§ **DATA UNDER STUDY**:
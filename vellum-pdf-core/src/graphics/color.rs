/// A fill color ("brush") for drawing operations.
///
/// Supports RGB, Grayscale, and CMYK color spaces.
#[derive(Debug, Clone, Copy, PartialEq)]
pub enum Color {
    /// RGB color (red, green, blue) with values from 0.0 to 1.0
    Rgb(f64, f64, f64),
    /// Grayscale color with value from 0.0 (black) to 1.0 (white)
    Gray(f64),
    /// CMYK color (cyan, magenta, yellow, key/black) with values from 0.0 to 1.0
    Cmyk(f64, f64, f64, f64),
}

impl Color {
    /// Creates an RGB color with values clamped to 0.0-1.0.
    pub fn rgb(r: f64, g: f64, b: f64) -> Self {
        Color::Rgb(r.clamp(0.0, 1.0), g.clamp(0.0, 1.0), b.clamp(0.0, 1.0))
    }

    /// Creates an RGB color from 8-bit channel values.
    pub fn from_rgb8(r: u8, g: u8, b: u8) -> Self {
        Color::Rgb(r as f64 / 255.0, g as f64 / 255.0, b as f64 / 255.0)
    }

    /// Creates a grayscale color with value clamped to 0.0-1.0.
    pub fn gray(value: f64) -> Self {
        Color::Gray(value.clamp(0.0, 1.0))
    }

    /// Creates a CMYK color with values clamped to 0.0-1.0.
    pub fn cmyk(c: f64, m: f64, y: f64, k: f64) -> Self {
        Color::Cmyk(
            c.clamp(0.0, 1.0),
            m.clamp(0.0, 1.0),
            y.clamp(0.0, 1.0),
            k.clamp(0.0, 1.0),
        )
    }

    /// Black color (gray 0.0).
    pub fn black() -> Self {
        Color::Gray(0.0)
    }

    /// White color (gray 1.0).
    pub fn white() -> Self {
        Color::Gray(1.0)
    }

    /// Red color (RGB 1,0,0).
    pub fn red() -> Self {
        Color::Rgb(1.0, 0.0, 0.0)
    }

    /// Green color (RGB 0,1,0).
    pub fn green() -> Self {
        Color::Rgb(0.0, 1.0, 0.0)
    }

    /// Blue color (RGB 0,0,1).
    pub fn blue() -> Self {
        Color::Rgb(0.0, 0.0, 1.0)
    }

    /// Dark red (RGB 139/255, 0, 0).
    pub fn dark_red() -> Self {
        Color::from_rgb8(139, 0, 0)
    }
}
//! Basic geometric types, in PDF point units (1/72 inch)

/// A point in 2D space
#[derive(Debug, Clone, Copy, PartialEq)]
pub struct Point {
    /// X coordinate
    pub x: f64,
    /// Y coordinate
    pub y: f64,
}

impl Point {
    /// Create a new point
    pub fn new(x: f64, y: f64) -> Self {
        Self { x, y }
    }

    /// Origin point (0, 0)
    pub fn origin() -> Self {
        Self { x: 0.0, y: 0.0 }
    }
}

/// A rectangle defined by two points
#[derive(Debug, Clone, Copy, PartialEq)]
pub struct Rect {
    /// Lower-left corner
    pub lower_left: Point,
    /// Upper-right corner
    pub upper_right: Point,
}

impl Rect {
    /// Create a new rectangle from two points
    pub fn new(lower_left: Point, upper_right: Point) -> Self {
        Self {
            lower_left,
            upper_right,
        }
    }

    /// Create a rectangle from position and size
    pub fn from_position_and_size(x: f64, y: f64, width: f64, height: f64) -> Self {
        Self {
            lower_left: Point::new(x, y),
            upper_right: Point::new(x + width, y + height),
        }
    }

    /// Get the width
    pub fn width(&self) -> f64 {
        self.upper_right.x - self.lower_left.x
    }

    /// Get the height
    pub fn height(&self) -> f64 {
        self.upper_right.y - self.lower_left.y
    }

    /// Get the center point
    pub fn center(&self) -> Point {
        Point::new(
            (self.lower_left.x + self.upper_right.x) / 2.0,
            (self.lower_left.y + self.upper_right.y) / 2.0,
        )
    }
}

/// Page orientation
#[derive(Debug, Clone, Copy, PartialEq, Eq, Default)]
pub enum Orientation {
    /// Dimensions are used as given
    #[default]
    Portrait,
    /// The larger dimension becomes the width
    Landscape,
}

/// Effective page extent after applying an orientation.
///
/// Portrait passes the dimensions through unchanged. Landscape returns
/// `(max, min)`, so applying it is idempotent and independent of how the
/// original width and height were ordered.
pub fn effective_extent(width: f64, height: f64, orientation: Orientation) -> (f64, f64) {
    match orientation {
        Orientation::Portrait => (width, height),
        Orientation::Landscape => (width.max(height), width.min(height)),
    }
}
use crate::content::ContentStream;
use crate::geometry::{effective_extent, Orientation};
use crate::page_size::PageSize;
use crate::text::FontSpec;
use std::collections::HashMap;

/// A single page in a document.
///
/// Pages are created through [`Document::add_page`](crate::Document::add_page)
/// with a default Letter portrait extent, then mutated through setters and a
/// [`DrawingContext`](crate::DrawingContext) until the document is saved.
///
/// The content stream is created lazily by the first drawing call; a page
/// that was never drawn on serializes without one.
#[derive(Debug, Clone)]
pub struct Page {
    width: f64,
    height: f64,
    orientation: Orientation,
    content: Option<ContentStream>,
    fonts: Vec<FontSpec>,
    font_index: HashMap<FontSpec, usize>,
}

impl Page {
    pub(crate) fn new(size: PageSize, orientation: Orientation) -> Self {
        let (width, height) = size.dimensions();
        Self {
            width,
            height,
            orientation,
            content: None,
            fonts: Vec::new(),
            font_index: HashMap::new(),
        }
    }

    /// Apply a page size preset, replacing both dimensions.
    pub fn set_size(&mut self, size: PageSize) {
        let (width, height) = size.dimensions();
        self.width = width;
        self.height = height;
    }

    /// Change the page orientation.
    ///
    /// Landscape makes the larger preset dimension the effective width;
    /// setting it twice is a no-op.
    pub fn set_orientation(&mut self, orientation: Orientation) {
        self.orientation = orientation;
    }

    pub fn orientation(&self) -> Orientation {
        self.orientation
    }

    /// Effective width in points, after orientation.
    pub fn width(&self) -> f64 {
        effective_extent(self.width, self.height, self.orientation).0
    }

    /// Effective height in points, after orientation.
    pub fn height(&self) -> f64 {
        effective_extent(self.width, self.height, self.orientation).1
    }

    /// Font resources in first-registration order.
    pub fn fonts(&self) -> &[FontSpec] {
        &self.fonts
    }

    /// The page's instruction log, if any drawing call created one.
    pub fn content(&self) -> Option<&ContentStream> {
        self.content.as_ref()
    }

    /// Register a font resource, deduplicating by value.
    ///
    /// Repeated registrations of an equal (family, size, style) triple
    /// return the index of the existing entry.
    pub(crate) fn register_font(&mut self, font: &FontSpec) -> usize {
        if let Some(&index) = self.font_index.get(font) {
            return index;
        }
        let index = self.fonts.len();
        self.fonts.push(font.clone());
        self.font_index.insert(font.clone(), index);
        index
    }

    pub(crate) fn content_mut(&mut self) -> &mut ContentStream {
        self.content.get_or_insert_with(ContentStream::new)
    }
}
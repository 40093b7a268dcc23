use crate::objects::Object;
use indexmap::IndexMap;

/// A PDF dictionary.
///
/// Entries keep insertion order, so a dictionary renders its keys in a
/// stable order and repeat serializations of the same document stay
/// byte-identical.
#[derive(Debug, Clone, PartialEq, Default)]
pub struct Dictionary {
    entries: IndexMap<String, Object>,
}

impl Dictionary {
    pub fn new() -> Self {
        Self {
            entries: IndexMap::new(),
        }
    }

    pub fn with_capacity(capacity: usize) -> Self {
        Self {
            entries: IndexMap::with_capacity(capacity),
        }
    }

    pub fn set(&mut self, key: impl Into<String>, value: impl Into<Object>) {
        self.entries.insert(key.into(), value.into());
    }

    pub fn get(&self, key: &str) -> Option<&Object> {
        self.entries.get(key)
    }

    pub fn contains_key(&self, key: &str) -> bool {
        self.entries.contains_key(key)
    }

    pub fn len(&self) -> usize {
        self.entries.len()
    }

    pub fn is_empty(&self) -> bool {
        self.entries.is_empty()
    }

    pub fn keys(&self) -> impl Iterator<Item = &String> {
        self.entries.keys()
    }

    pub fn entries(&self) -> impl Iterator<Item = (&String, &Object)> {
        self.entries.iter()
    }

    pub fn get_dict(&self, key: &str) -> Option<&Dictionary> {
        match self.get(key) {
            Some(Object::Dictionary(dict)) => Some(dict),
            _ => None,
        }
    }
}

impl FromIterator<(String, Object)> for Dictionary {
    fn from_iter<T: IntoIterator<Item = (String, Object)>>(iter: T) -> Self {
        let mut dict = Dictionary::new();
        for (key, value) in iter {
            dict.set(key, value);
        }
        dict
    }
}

§ **WORK REQUIRED**: Matching lines for the string "Option": work out how many the records contain and write only the number.

§ **REPLY TO THE EXERCISE**: 4